All lines in the records below that hold "into" are to be shown.

(Information supplied):
○ ○ ○

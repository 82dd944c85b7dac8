//! Configuration loader: merges env vars, the .env file, and config.toml.

use std::net::SocketAddr;
use std::path::{Path, PathBuf};

use common::{canonical_region_key, Error, TrackerConfig};

fn parse_positive_u64(raw: &str, env_name: &str) -> Result<u64, Error> {
    let parsed = raw
        .trim()
        .parse::<u64>()
        .map_err(|_| Error::Config(format!("{env_name} must be an integer > 0")))?;
    if parsed == 0 {
        return Err(Error::Config(format!("{env_name} must be an integer > 0")));
    }
    Ok(parsed)
}

fn parse_non_negative_u64(raw: &str, env_name: &str) -> Result<u64, Error> {
    raw.trim()
        .parse::<u64>()
        .map_err(|_| Error::Config(format!("{env_name} must be an integer >= 0")))
}

fn parse_bool(raw: &str) -> bool {
    let lowered = raw.trim().to_ascii_lowercase();
    lowered != "0" && lowered != "false" && lowered != "no" && lowered != "off"
}

fn is_http_url(url: &str) -> bool {
    url.starts_with("http://") || url.starts_with("https://")
}

pub fn validate_config(config: &TrackerConfig) -> Result<(), Error> {
    let mut issues: Vec<String> = Vec::new();

    if !is_http_url(&config.cases_url) {
        issues.push("cases_url must be an http(s) URL".into());
    }
    if config.regions_path.is_none() && !is_http_url(&config.regions_url) {
        issues.push("regions_url must be an http(s) URL when regions_path is unset".into());
    }
    if config.listen_addr.parse::<SocketAddr>().is_err() {
        issues.push(format!(
            "listen_addr {:?} is not a socket address",
            config.listen_addr
        ));
    }

    if config.timing.refresh_interval_secs == 0 {
        issues.push("timing.refresh_interval_secs must be > 0".into());
    }
    if config.timing.request_timeout_secs == 0 {
        issues.push("timing.request_timeout_secs must be > 0".into());
    }

    if config.fetch.page_size == 0 || config.fetch.page_size > 32_000 {
        issues.push("fetch.page_size must be in 1..=32000".into());
    }
    if config.fetch.max_pages == 0 {
        issues.push("fetch.max_pages must be > 0".into());
    }
    if config.fetch.user_agent.trim().is_empty() {
        issues.push("fetch.user_agent must not be empty".into());
    }

    for (alias, target) in &config.normalize.aliases {
        if canonical_region_key(target).as_deref() != Some(target.trim()) {
            issues.push(format!(
                "normalize.aliases[{alias:?}] must be a 5-digit district key, got {target:?}"
            ));
        }
    }

    if issues.is_empty() {
        Ok(())
    } else {
        Err(Error::Config(format!(
            "Invalid config:\n - {}",
            issues.join("\n - ")
        )))
    }
}

fn apply_env_overrides(config: &mut TrackerConfig) -> Result<(), Error> {
    if let Ok(url) = std::env::var("TRACKER_CASES_URL") {
        config.cases_url = url.trim().to_string();
    }
    if let Ok(url) = std::env::var("TRACKER_REGIONS_URL") {
        config.regions_url = url.trim().to_string();
    }
    if let Ok(path) = std::env::var("TRACKER_REGIONS_PATH") {
        let trimmed = path.trim();
        config.regions_path = (!trimmed.is_empty()).then(|| PathBuf::from(trimmed));
    }
    if let Ok(raw) = std::env::var("TRACKER_REFRESH_INTERVAL_SECS") {
        config.timing.refresh_interval_secs =
            parse_positive_u64(&raw, "TRACKER_REFRESH_INTERVAL_SECS")?;
    }
    if let Ok(raw) = std::env::var("TRACKER_REGIONS_REFRESH_INTERVAL_SECS") {
        config.timing.regions_refresh_interval_secs =
            parse_non_negative_u64(&raw, "TRACKER_REGIONS_REFRESH_INTERVAL_SECS")?;
    }
    if let Ok(raw) = std::env::var("TRACKER_REQUEST_TIMEOUT_SECS") {
        config.timing.request_timeout_secs =
            parse_positive_u64(&raw, "TRACKER_REQUEST_TIMEOUT_SECS")?;
    }
    if let Ok(raw) = std::env::var("TRACKER_STRICT_REGIONS") {
        config.normalize.strict_regions = parse_bool(&raw);
    }
    if let Ok(raw) = std::env::var("TRACKER_FILL_MISSING_DAYS") {
        config.normalize.fill_missing_days = parse_bool(&raw);
    }
    if let Ok(raw) = std::env::var("TRACKER_AS_OF_LAG_DAYS") {
        let parsed = parse_non_negative_u64(&raw, "TRACKER_AS_OF_LAG_DAYS")?;
        config.as_of_lag_days = u32::try_from(parsed)
            .map_err(|_| Error::Config("TRACKER_AS_OF_LAG_DAYS is too large".into()))?;
    }
    if let Ok(addr) = std::env::var("TRACKER_LISTEN_ADDR") {
        config.listen_addr = addr.trim().to_string();
    }
    if let Ok(dir) = std::env::var("TRACKER_JOURNAL_DIR") {
        config.journal_dir = PathBuf::from(dir.trim());
    }
    Ok(())
}

/// Parse a config file body on top of the defaults.
pub fn parse_config_file(contents: &str) -> Result<TrackerConfig, Error> {
    toml::from_str(contents).map_err(|e| Error::Config(format!("Failed to parse config: {}", e)))
}

/// Load tracker configuration from environment and optional config file.
pub fn load_config(config_path: &Path) -> Result<TrackerConfig, Error> {
    // 1. Load .env file from project root or parent directories.
    if let Err(e) = dotenvy::dotenv() {
        tracing::debug!("No .env file loaded: {}", e);
    }

    // 2. Start with defaults, then the config file if it exists.
    let mut config = TrackerConfig::default();
    if config_path.exists() {
        let contents = std::fs::read_to_string(config_path).map_err(|e| {
            Error::Config(format!(
                "Failed to read {}: {}",
                config_path.display(),
                e
            ))
        })?;
        config = parse_config_file(&contents)?;
    }

    // 3. Environment variables take the highest priority.
    apply_env_overrides(&mut config)?;

    validate_config(&config)?;
    Ok(config)
}

#[cfg(test)]
mod tests {
    use super::*;

    #[test]
    fn test_defaults_are_valid() {
        assert!(validate_config(&TrackerConfig::default()).is_ok());
    }

    #[test]
    fn test_zero_intervals_rejected_together() {
        let mut cfg = TrackerConfig::default();
        cfg.timing.refresh_interval_secs = 0;
        cfg.timing.request_timeout_secs = 0;

        let Err(Error::Config(msg)) = validate_config(&cfg) else {
            panic!("expected config error");
        };
        assert!(msg.contains("refresh_interval_secs"));
        assert!(msg.contains("request_timeout_secs"));
    }

    #[test]
    fn test_bad_alias_target_and_listen_addr_rejected() {
        let mut cfg = TrackerConfig::default();
        cfg.listen_addr = "localhost".into();
        cfg.normalize.aliases.insert("Berlin".into(), "110".into());

        let Err(Error::Config(msg)) = validate_config(&cfg) else {
            panic!("expected config error");
        };
        assert!(msg.contains("listen_addr"));
        assert!(msg.contains("normalize.aliases"));
    }

    #[test]
    fn test_regions_path_allows_non_http_regions_url() {
        let mut cfg = TrackerConfig::default();
        cfg.regions_url = String::new();
        cfg.regions_path = Some(PathBuf::from("regions.json"));
        assert!(validate_config(&cfg).is_ok());
    }

    #[test]
    fn test_parse_config_file() {
        let cfg = parse_config_file(
            r#"
            as_of_lag_days = 1
            regions_path = "data/regions.json"

            [timing]
            refresh_interval_secs = 900

            [normalize]
            strict_regions = true
            fill_missing_days = false

            [normalize.aliases]
            "SK Berlin" = "11000"
            "#,
        )
        .expect("config should parse");

        assert_eq!(cfg.as_of_lag_days, 1);
        assert_eq!(cfg.timing.refresh_interval_secs, 900);
        assert_eq!(cfg.timing.request_timeout_secs, 30);
        assert!(cfg.normalize.strict_regions);
        assert!(!cfg.normalize.fill_missing_days);
        assert_eq!(cfg.fetch.lookback_margin_days, 7);
        assert_eq!(cfg.normalize.aliases.len(), 1);
        assert_eq!(cfg.regions_path, Some(PathBuf::from("data/regions.json")));
    }

    #[test]
    fn test_parse_bool_accepts_common_falsy_values() {
        assert!(!parse_bool("off"));
        assert!(!parse_bool(" FALSE "));
        assert!(parse_bool("1"));
    }
}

○ ○ ○

(Written solution):
        issues.push("cases_url must be an http(s) URL".into());
        issues.push("regions_url must be an http(s) URL when regions_path is unset".into());
        issues.push("timing.refresh_interval_secs must be > 0".into());
        issues.push("timing.request_timeout_secs must be > 0".into());
        issues.push("fetch.page_size must be in 1..=32000".into());
        issues.push("fetch.max_pages must be > 0".into());
        issues.push("fetch.user_agent must not be empty".into());
            .map_err(|_| Error::Config("TRACKER_AS_OF_LAG_DAYS is too large".into()))?;
        cfg.listen_addr = "localhost".into();
        cfg.normalize.aliases.insert("Berlin".into(), "110".into());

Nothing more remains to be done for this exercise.